Systematic review of preclinical evidence reveals the anti-inflammatory
potential of Icariin based on meta-analysis and machine learning
Abstract
Purpose: The aim of this study was to construct a reference system for
preclinical evidence and drug superiority characterization of the
anti-inflammatory effects of icariin glycosides and their derivatives
through meta-analysis combined with machine learning, and to excavate
the biological mechanisms behind them. Methods: The data were obtained
from databases of PubMed, Embase, Cochrane Library, and Web of Science.

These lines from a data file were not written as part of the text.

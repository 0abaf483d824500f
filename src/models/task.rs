//! Task create/update bodies.
//!
//! This module defines:
//! - `CreateTaskRequest` / `NewTask`: browser body and the task Asana receives on create
//! - `UpdateTaskRequest` / `TaskUpdate`: browser body and the partial task sent on update
//!
//! Field values are passed through as raw JSON; Asana validates them.

use serde::{Deserialize, Deserializer, Serialize};
use serde_json::Value;

/// Request body for `POST /asana/task`.
///
/// # JSON Example
///
/// ```json
/// {
///   "name": "Write release notes",
///   "notes": "Cover the new export flow",
///   "workspace": "1200000000000001",
///   "project": "1200000000000002",
///   "assignee": "me",
///   "due_on": "2026-11-01"
/// }
/// ```
///
/// Every field is optional; nothing is validated here. An explicit `null`
/// is kept (`Some(Value::Null)`) and forwarded; only absent fields are `None`.
#[derive(Debug, Default, Deserialize)]
pub struct CreateTaskRequest {
    #[serde(default, deserialize_with = "present")]
    pub name: Option<Value>,
    #[serde(default, deserialize_with = "present")]
    pub notes: Option<Value>,
    #[serde(default, deserialize_with = "present")]
    pub workspace: Option<Value>,
    #[serde(default, deserialize_with = "present")]
    pub project: Option<Value>,
    #[serde(default, deserialize_with = "present")]
    pub assignee: Option<Value>,
    #[serde(default, deserialize_with = "present")]
    pub due_on: Option<Value>,
}

/// A field that appears in the body, `null` included.
fn present<'de, D: Deserializer<'de>>(deserializer: D) -> Result<Option<Value>, D::Error> {
    Value::deserialize(deserializer).map(Some)
}

/// Task body sent to Asana on create.
///
/// `projects` is always a single-element list holding the requested
/// project, `[null]` when none was given.
#[derive(Debug, Serialize)]
pub struct NewTask {
    #[serde(skip_serializing_if = "Option::is_none")]
    pub name: Option<Value>,
    #[serde(skip_serializing_if = "Option::is_none")]
    pub notes: Option<Value>,
    #[serde(skip_serializing_if = "Option::is_none")]
    pub workspace: Option<Value>,
    #[serde(skip_serializing_if = "Option::is_none")]
    pub assignee: Option<Value>,
    pub projects: Vec<Option<Value>>,
    #[serde(skip_serializing_if = "Option::is_none")]
    pub due_on: Option<Value>,
}

impl From<CreateTaskRequest> for NewTask {
    fn from(request: CreateTaskRequest) -> Self {
        Self {
            name: request.name,
            notes: request.notes,
            workspace: request.workspace,
            assignee: request.assignee,
            projects: vec![request.project],
            due_on: request.due_on,
        }
    }
}

/// Request body for `PUT /asana/task/{id}`.
///
/// Any subset of the fields may be present; unknown keys are ignored.
#[derive(Debug, Default, Deserialize)]
pub struct UpdateTaskRequest {
    pub name: Option<Value>,
    pub notes: Option<Value>,
    pub assignee: Option<Value>,
    pub due_on: Option<Value>,
}

/// Partial task sent to Asana on update.
///
/// Only truthy fields survive the conversion, so a field that is absent,
/// `null`, `false`, `0` or `""` in the request is left untouched upstream.
#[derive(Debug, Serialize)]
pub struct TaskUpdate {
    #[serde(skip_serializing_if = "Option::is_none")]
    pub name: Option<Value>,
    #[serde(skip_serializing_if = "Option::is_none")]
    pub notes: Option<Value>,
    #[serde(skip_serializing_if = "Option::is_none")]
    pub assignee: Option<Value>,
    #[serde(skip_serializing_if = "Option::is_none")]
    pub due_on: Option<Value>,
}

impl From<UpdateTaskRequest> for TaskUpdate {
    fn from(request: UpdateTaskRequest) -> Self {
        Self {
            name: request.name.filter(is_truthy),
            notes: request.notes.filter(is_truthy),
            assignee: request.assignee.filter(is_truthy),
            due_on: request.due_on.filter(is_truthy),
        }
    }
}

/// JavaScript-style truthiness of a JSON value.
fn is_truthy(value: &Value) -> bool {
    match value {
        Value::Null => false,
        Value::Bool(b) => *b,
        Value::Number(n) => n.as_f64().is_some_and(|f| f != 0.0),
        Value::String(s) => !s.is_empty(),
        Value::Array(_) | Value::Object(_) => true,
    }
}
//! Asana HTTP client.
//!
//! Thin wrapper around a shared `reqwest::Client` that attaches the session's
//! bearer token, checks the response status, and turns every failure into an
//! [`UpstreamError`]. Each relay handler makes exactly one call through here.
//!
//! # Error Mapping
//!
//! - Non-2xx response → `UpstreamError::Status` with the response body
//!   (parsed as JSON when possible, raw text otherwise)
//! - Transport or decoding failure → `UpstreamError::Network` with the message

use std::time::Duration;

use reqwest::{Client, RequestBuilder, Response};
use serde::{Serialize, de::DeserializeOwned};
use serde_json::Value;

use crate::models::{
    envelope::DataEnvelope,
    token::{TokenRequest, TokenResponse},
};

/// Failure of a single upstream call.
#[derive(Debug, thiserror::Error)]
pub enum UpstreamError {
    /// Upstream answered with a non-success status.
    ///
    /// `body` is `None` when the response had no body.
    #[error("Request failed with status code {status}")]
    Status { status: u16, body: Option<Value> },

    /// The request never produced a usable response.
    #[error("{0}")]
    Network(String),
}

impl UpstreamError {
    /// Payload relayed to the browser under the `error` key.
    ///
    /// The upstream body when present, otherwise the error message.
    pub fn payload(&self) -> Value {
        match self {
            UpstreamError::Status {
                body: Some(body), ..
            } => body.clone(),
            _ => Value::String(self.to_string()),
        }
    }

    async fn from_response(response: Response) -> Self {
        let status = response.status().as_u16();
        let body = match response.text().await {
            Ok(text) if text.is_empty() => None,
            Ok(text) => Some(serde_json::from_str(&text).unwrap_or(Value::String(text))),
            Err(_) => None,
        };
        UpstreamError::Status { status, body }
    }
}

impl From<reqwest::Error> for UpstreamError {
    fn from(err: reqwest::Error) -> Self {
        // The token exchange carries the client secret in its query string.
        UpstreamError::Network(err.without_url().to_string())
    }
}

/// Client for the Asana REST API and OAuth token endpoint.
///
/// Cheap to clone; clones share the underlying connection pool.
#[derive(Debug, Clone)]
pub struct AsanaClient {
    http: Client,
    base_url: String,
}

impl AsanaClient {
    /// Build a client for the API rooted at `base_url`.
    ///
    /// `timeout` bounds each request end to end; `None` keeps reqwest's
    /// default of no timeout.
    pub fn new(base_url: &str, timeout: Option<Duration>) -> Result<Self, reqwest::Error> {
        let mut builder = Client::builder();
        if let Some(timeout) = timeout {
            builder = builder.timeout(timeout);
        }

        Ok(Self {
            http: builder.build()?,
            base_url: base_url.trim_end_matches('/').to_string(),
        })
    }

    fn url(&self, path: &str) -> String {
        format!("{}/{}", self.base_url, path.trim_start_matches('/'))
    }

    /// GET `path` and return the whole response body.
    pub async fn get(
        &self,
        token: &str,
        path: &str,
        query: &[(&str, &str)],
    ) -> Result<Value, UpstreamError> {
        let request = self.http.get(self.url(path)).query(query).bearer_auth(token);
        self.send_json(request).await
    }

    /// GET `path` and return only the `data` member of the response body.
    pub async fn get_data(
        &self,
        token: &str,
        path: &str,
        query: &[(&str, &str)],
    ) -> Result<Value, UpstreamError> {
        let request = self.http.get(self.url(path)).query(query).bearer_auth(token);
        let envelope: DataEnvelope<Value> = self.send_json(request).await?;
        Ok(envelope.data)
    }

    /// POST a JSON body to `path`.
    pub async fn post<B: Serialize + ?Sized>(
        &self,
        token: &str,
        path: &str,
        body: &B,
    ) -> Result<Value, UpstreamError> {
        let request = self.http.post(self.url(path)).json(body).bearer_auth(token);
        self.send_json(request).await
    }

    /// PUT a JSON body to `path`.
    pub async fn put<B: Serialize + ?Sized>(
        &self,
        token: &str,
        path: &str,
        body: &B,
    ) -> Result<Value, UpstreamError> {
        let request = self.http.put(self.url(path)).json(body).bearer_auth(token);
        self.send_json(request).await
    }

    /// DELETE `path`, discarding the response body.
    pub async fn delete(&self, token: &str, path: &str) -> Result<(), UpstreamError> {
        let request = self.http.delete(self.url(path)).bearer_auth(token);
        self.send(request).await?;
        Ok(())
    }

    /// Exchange an authorization code at the OAuth token endpoint.
    ///
    /// Parameters travel in the query string with an empty body, which is
    /// what Asana's token endpoint accepts.
    pub async fn request_token(
        &self,
        token_url: &str,
        params: &TokenRequest<'_>,
    ) -> Result<TokenResponse, UpstreamError> {
        let request = self.http.post(token_url).query(params);
        self.send_json(request).await
    }

    async fn send_json<T: DeserializeOwned>(
        &self,
        request: RequestBuilder,
    ) -> Result<T, UpstreamError> {
        let response = self.send(request).await?;
        Ok(response.json::<T>().await?)
    }

    async fn send(&self, request: RequestBuilder) -> Result<Response, UpstreamError> {
        let response = request.send().await.map_err(|e| {
            let err = UpstreamError::from(e);
            tracing::error!("Asana request failed: {}", err);
            err
        })?;

        if !response.status().is_success() {
            let err = UpstreamError::from_response(response).await;
            tracing::error!("Asana returned an error: {} {}", err, err.payload());
            return Err(err);
        }

        Ok(response)
    }
}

STATA software was used for meta-analysis of indicators, and subgroup
analysis was conducted based on animal species, gender, type of disease,
drug dosage, and course to obtain more particulars. Furthermore, model
construction were performed using R software to explore influential
features on drug efficacy. In addition, the pharmacological mechanisms
of icariin and its derivatives in anti-inflammation were summarized
based on a comprehensive understanding of relevant literature. Results:
After searching and screeningThe results showed that icariin and its
derivatives significantly inhibit inflammation indicators such as TNF-α
and IL-1β. Besides, machine learning with TNF-α as the output variable
showed that icariin and its derivatives had stronger anti-inflammatory
effects when the type of disease was respiratory, urological,
neurological, and digestive, and when the dose and duration of Icariin
were greater than 27.52 mg/kg/day and 31.22 days, respectively.
Conclusion: Icariin and its derivatives demonstrate strong
anti-inflammatory effects, particularly for respiratory, urinary,
neurological, and digestive disorders. When given at doses of 27.52
mg/kg/day or more, with treatment lasting 31.22 days or beyond, these
compounds hold significant potential as drugs for inflammation
inhibition across multiple dis